▶ _ASSIGNMENT_: Print nothing but the lines below starting at the line that holds "#[derive(Debug)]" and ending at the line that holds "pub struct MaterialService", including both, each exactly as written.
**** RECORD SET ****
//! Material pipeline: classify -> download -> upload -> persist locally.
//!
//! Coordinates the classifier (domain), FileFetcher, BackendPort and MaterialStore.

use crate::domain::classifier::{self, ClassifyPreferences};
use crate::domain::documents;
use crate::domain::{
    Attachment, CourseMaterialBundle, DomainError, RawMaterials, StoredCourseRecord, UploadReceipt,
};
use crate::ports::{BackendPort, FileFetcher, MaterialStore};
use serde_json::Value;
use std::sync::Arc;
use tracing::{info, warn};

/// Progress of `sync_course`, reported to the caller.
#[derive(Debug, Clone, PartialEq, Eq)]
pub enum SyncProgress {
    Classified { files: usize },
    Downloaded { name: String, done: usize, total: usize },
    Uploading { files: usize },
    Saved,
}

#[derive(Debug)]
pub struct SyncOutcome {
    pub record: StoredCourseRecord,
    /// `None` when there was nothing to upload.
    pub receipt: Option<UploadReceipt>,
    /// Files whose download failed, with the reason.
    pub skipped: Vec<(String, String)>,
}

pub struct MaterialService {
    backend: Arc<dyn BackendPort>,
    store: Arc<dyn MaterialStore>,
    fetcher: Arc<dyn FileFetcher>,
}

impl MaterialService {
    pub fn new(
        backend: Arc<dyn BackendPort>,
        store: Arc<dyn MaterialStore>,
        fetcher: Arc<dyn FileFetcher>,
    ) -> Self {
        Self {
            backend,
            store,
            fetcher,
        }
    }

    /// Classify raw materials and log the resulting counts.
    pub fn prepare(&self, raw: &RawMaterials, prefs: &ClassifyPreferences) -> CourseMaterialBundle {
        let bundle = classifier::classify(raw, prefs);
        let summary = classifier::summarize(&bundle);
        info!(
            modules = summary.modules,
            module_files = summary.module_files,
            files = summary.files,
            pages = summary.pages,
            assignments = summary.assignments,
            size = %classifier::format_size(classifier::total_size(&bundle)),
            "classified course materials"
        );
        bundle
    }

    /// Full pipeline for one course. Nothing is persisted when the upload fails.
    pub async fn sync_course(
        &self,
        course_id: &str,
        course_name: &Value,
        raw: &RawMaterials,
        prefs: &ClassifyPreferences,
        progress: &mut (dyn FnMut(SyncProgress) + Send),
    ) -> Result<SyncOutcome, DomainError> {
        let bundle = self.prepare(raw, prefs);
        let record = StoredCourseRecord::new(course_id, course_name, bundle)?;
        let files = documents::uploadable_files(&record.materials);
        progress(SyncProgress::Classified { files: files.len() });

        let mut attachments = Vec::with_capacity(files.len());
        let mut skipped = Vec::new();
        for (i, file) in files.iter().enumerate() {
            match self.fetcher.fetch(file).await {
                Ok(bytes) => attachments.push(Attachment {
                    file_name: documents::upload_name(file),
                    mime_type: file.mime_type.clone(),
                    bytes,
                }),
                Err(e) => {
                    warn!(course_id, file = %file.name, error = %e, "download failed; skipping file");
                    skipped.push((file.name.clone(), e.to_string()));
                }
            }
            progress(SyncProgress::Downloaded {
                name: file.name.clone(),
                done: i + 1,
                total: files.len(),
            });
        }

        let receipt = if attachments.is_empty() {
            info!(course_id, "no files to upload");
            None
        } else {
            progress(SyncProgress::Uploading {
                files: attachments.len(),
            });
            Some(
                self.backend
                    .upload_materials(&record.course_id, attachments)
                    .await?,
            )
        };

        self.store.save(&record).await?;
        progress(SyncProgress::Saved);
        info!(
            course_id = %record.course_id,
            course_name = %record.course_name,
            skipped = skipped.len(),
            "course synced"
        );
        Ok(SyncOutcome {
            record,
            receipt,
            skipped,
        })
    }

    pub async fn load_course(
        &self,
        course_id: &str,
    ) -> Result<Option<StoredCourseRecord>, DomainError> {
        self.store.load(course_id).await
    }

    pub async fn forget_course(&self, course_id: &str) -> Result<(), DomainError> {
        self.store.delete(course_id).await
    }

    /// All stored records, ordered by course id.
    pub async fn stored_courses(&self) -> Result<Vec<StoredCourseRecord>, DomainError> {
        let mut records = Vec::new();
        for key in self.store.list_keys().await? {
            if let Some(record) = self.store.load(&key).await? {
                records.push(record);
            }
        }
        Ok(records)
    }
}

#[cfg(test)]
mod tests {
    use super::*;
    use crate::domain::{ChatSessionDetail, ChatSessionSummary, CollectionStatus, FileRef};
    use serde_json::json;
    use std::collections::HashMap;
    use std::sync::Mutex;

    #[derive(Default)]
    struct MemoryStore {
        records: Mutex<HashMap<String, StoredCourseRecord>>,
    }

    #[async_trait::async_trait]
    impl MaterialStore for MemoryStore {
        async fn open(&self) -> Result<(), DomainError> {
            Ok(())
        }
        async fn save(&self, record: &StoredCourseRecord) -> Result<(), DomainError> {
            self.records
                .lock()
                .unwrap()
                .insert(record.course_id.clone(), record.clone());
            Ok(())
        }
        async fn load(&self, course_id: &str) -> Result<Option<StoredCourseRecord>, DomainError> {
            Ok(self.records.lock().unwrap().get(course_id).cloned())
        }
        async fn delete(&self, course_id: &str) -> Result<(), DomainError> {
            self.records.lock().unwrap().remove(course_id);
            Ok(())
        }
        async fn list_keys(&self) -> Result<Vec<String>, DomainError> {
            let mut keys: Vec<_> = self.records.lock().unwrap().keys().cloned().collect();
            keys.sort();
            Ok(keys)
        }
    }

    /// Records uploads; fails every upload when `reject` is set.
    #[derive(Default)]
    struct RecordingBackend {
        uploads: Mutex<Vec<(String, Vec<String>)>>,
        reject: bool,
    }

    #[async_trait::async_trait]
    impl BackendPort for RecordingBackend {
        async fn upload_materials(
            &self,
            course_id: &str,
            attachments: Vec<Attachment>,
        ) -> Result<UploadReceipt, DomainError> {
            if self.reject {
                return Err(DomainError::Http {
                    status: 500,
                    message: "Internal Server Error".into(),
                });
            }
            self.uploads.lock().unwrap().push((
                course_id.to_string(),
                attachments.into_iter().map(|a| a.file_name).collect(),
            ));
            Ok(UploadReceipt::default())
        }
        async fn collection_status(&self, _: &str) -> Result<CollectionStatus, DomainError> {
            Ok(CollectionStatus::default())
        }
        async fn health_check(&self) -> bool {
            true
        }
        async fn list_chats(&self, _: &str, _: usize) -> Result<Vec<ChatSessionSummary>, DomainError> {
            Ok(Vec::new())
        }
        async fn get_chat(&self, _: &str, s: &str) -> Result<ChatSessionDetail, DomainError> {
            Err(DomainError::Http {
                status: 404,
                message: s.to_string(),
            })
        }
        async fn delete_chat(&self, _: &str, _: &str) -> Result<(), DomainError> {
            Ok(())
        }
        async fn rename_chat(&self, _: &str, _: &str, _: &str) -> Result<(), DomainError> {
            Ok(())
        }
    }

    /// Serves file bytes, failing for names containing "broken".
    struct StubFetcher;

    #[async_trait::async_trait]
    impl FileFetcher for StubFetcher {
        async fn fetch(&self, file: &FileRef) -> Result<Vec<u8>, DomainError> {
            if file.name.contains("broken") {
                Err(DomainError::Network("connection reset".into()))
            } else {
                Ok(file.name.as_bytes().to_vec())
            }
        }
    }

    fn raw() -> RawMaterials {
        serde_json::from_value(json!({
            "modules": [{"id": 1, "name": "Unit 1", "position": 1, "items": [
                {"id": 1, "title": "Week 1 notes.pdf", "type": "File", "content_id": 11},
                {"id": 2, "title": "gradebook_export.xlsx", "type": "File", "content_id": 12},
                {"id": 3, "title": "syllabus.pdf", "type": "File", "content_id": 5}
            ]}],
            "files": [
                {"id": 5, "display_name": "syllabus.pdf", "url": "https://lms/5", "size": 10},
                {"id": 6, "display_name": "broken.pdf", "url": "https://lms/6", "size": 10}
            ],
            "pages": [{"page_id": 9, "url": "grades", "title": "Grades Overview"}]
        }))
        .unwrap()
    }

    fn service(backend: Arc<RecordingBackend>, store: Arc<MemoryStore>) -> MaterialService {
        MaterialService::new(backend, store, Arc::new(StubFetcher))
    }

    #[tokio::test]
    async fn test_sync_uploads_then_persists() {
        let backend = Arc::new(RecordingBackend::default());
        let store = Arc::new(MemoryStore::default());
        let svc = service(Arc::clone(&backend), Arc::clone(&store));
        let mut events = Vec::new();

        let outcome = svc
            .sync_course(
                "42",
                &json!({"name": "Biology"}),
                &raw(),
                &ClassifyPreferences::default(),
                &mut |p: SyncProgress| events.push(p),
            )
            .await
            .unwrap();

        let uploads = backend.uploads.lock().unwrap();
        assert_eq!(uploads.len(), 1);
        assert_eq!(uploads[0].0, "42");
        assert_eq!(uploads[0].1, ["syllabus.pdf", "Week_1_notes.pdf"]);
        assert_eq!(outcome.skipped.len(), 1);
        assert_eq!(outcome.skipped[0].0, "broken.pdf");

        let stored = store.records.lock().unwrap().get("42").cloned().unwrap();
        assert_eq!(stored.course_name, "Biology");
        assert_eq!(stored, outcome.record);
        assert!(stored.materials.pages.is_empty());
        assert_eq!(events.first(), Some(&SyncProgress::Classified { files: 3 }));
        assert_eq!(events.last(), Some(&SyncProgress::Saved));
    }

    #[tokio::test]
    async fn test_selected_documents_match_uploaded_names() {
        let backend = Arc::new(RecordingBackend::default());
        let store = Arc::new(MemoryStore::default());
        let svc = service(Arc::clone(&backend), Arc::clone(&store));
        let raw: RawMaterials = serde_json::from_value(json!({
            "modules": [{"id": 1, "name": "Unit 1", "position": 1, "items": [
                {"id": 1, "title": "Week 1 notes.pdf", "type": "File", "content_id": 11},
                {"id": 2, "title": "Course Syllabus (Fall).pdf", "type": "File", "content_id": 5}
            ]}],
            "files": [
                {"id": 5, "display_name": "Course Syllabus (Fall).pdf", "url": "https://lms/5", "size": 10}
            ]
        }))
        .unwrap();

        let outcome = svc
            .sync_course("42", &json!("Bio"), &raw, &ClassifyPreferences::default(), &mut |_: SyncProgress| {})
            .await
            .unwrap();

        let uploaded: Vec<String> = backend.uploads.lock().unwrap()[0]
            .1
            .iter()
            .map(|name| documents::document_id("42", name))
            .collect();
        let selected = documents::document_ids(&outcome.record.materials, "42");
        assert_eq!(selected, uploaded);
        assert_eq!(selected, ["42_Course_Syllabus__Fall_.pdf", "42_Week_1_notes.pdf"]);
        let syllabus = documents::syllabus_document(&outcome.record.materials, "42").unwrap();
        assert!(uploaded.contains(&syllabus));
    }

    #[tokio::test]
    async fn test_failed_upload_persists_nothing() {
        let backend = Arc::new(RecordingBackend {
            reject: true,
            ..Default::default()
        });
        let store = Arc::new(MemoryStore::default());
        let svc = service(backend, Arc::clone(&store));

        let result = svc
            .sync_course("42", &json!("Bio"), &raw(), &ClassifyPreferences::default(), &mut |_: SyncProgress| {})
            .await;
        assert!(matches!(result, Err(DomainError::Http { status: 500, .. })));
        assert!(svc.load_course("42").await.unwrap().is_none());
    }

    #[tokio::test]
    async fn test_nothing_to_upload_still_saves() {
        let backend = Arc::new(RecordingBackend::default());
        let store = Arc::new(MemoryStore::default());
        let svc = service(Arc::clone(&backend), Arc::clone(&store));
        let raw: RawMaterials = serde_json::from_value(json!({
            "assignments": [{"id": 1, "name": "Essay", "html_url": "a"}]
        }))
        .unwrap();

        let outcome = svc
            .sync_course("7", &json!(null), &raw, &ClassifyPreferences::default(), &mut |_: SyncProgress| {})
            .await
            .unwrap();
        assert!(outcome.receipt.is_none());
        assert!(backend.uploads.lock().unwrap().is_empty());
        let courses = svc.stored_courses().await.unwrap();
        assert_eq!(courses.len(), 1);
        assert_eq!(courses[0].course_name, crate::domain::CourseName::PLACEHOLDER);

        svc.forget_course("7").await.unwrap();
        assert!(svc.stored_courses().await.unwrap().is_empty());
    }
}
****
▶ _FINISHED EXERCISE_:
#[derive(Debug)]
pub struct SyncOutcome {
    pub record: StoredCourseRecord,
    /// `None` when there was nothing to upload.
    pub receipt: Option<UploadReceipt>,
    /// Files whose download failed, with the reason.
    pub skipped: Vec<(String, String)>,
}

pub struct MaterialService {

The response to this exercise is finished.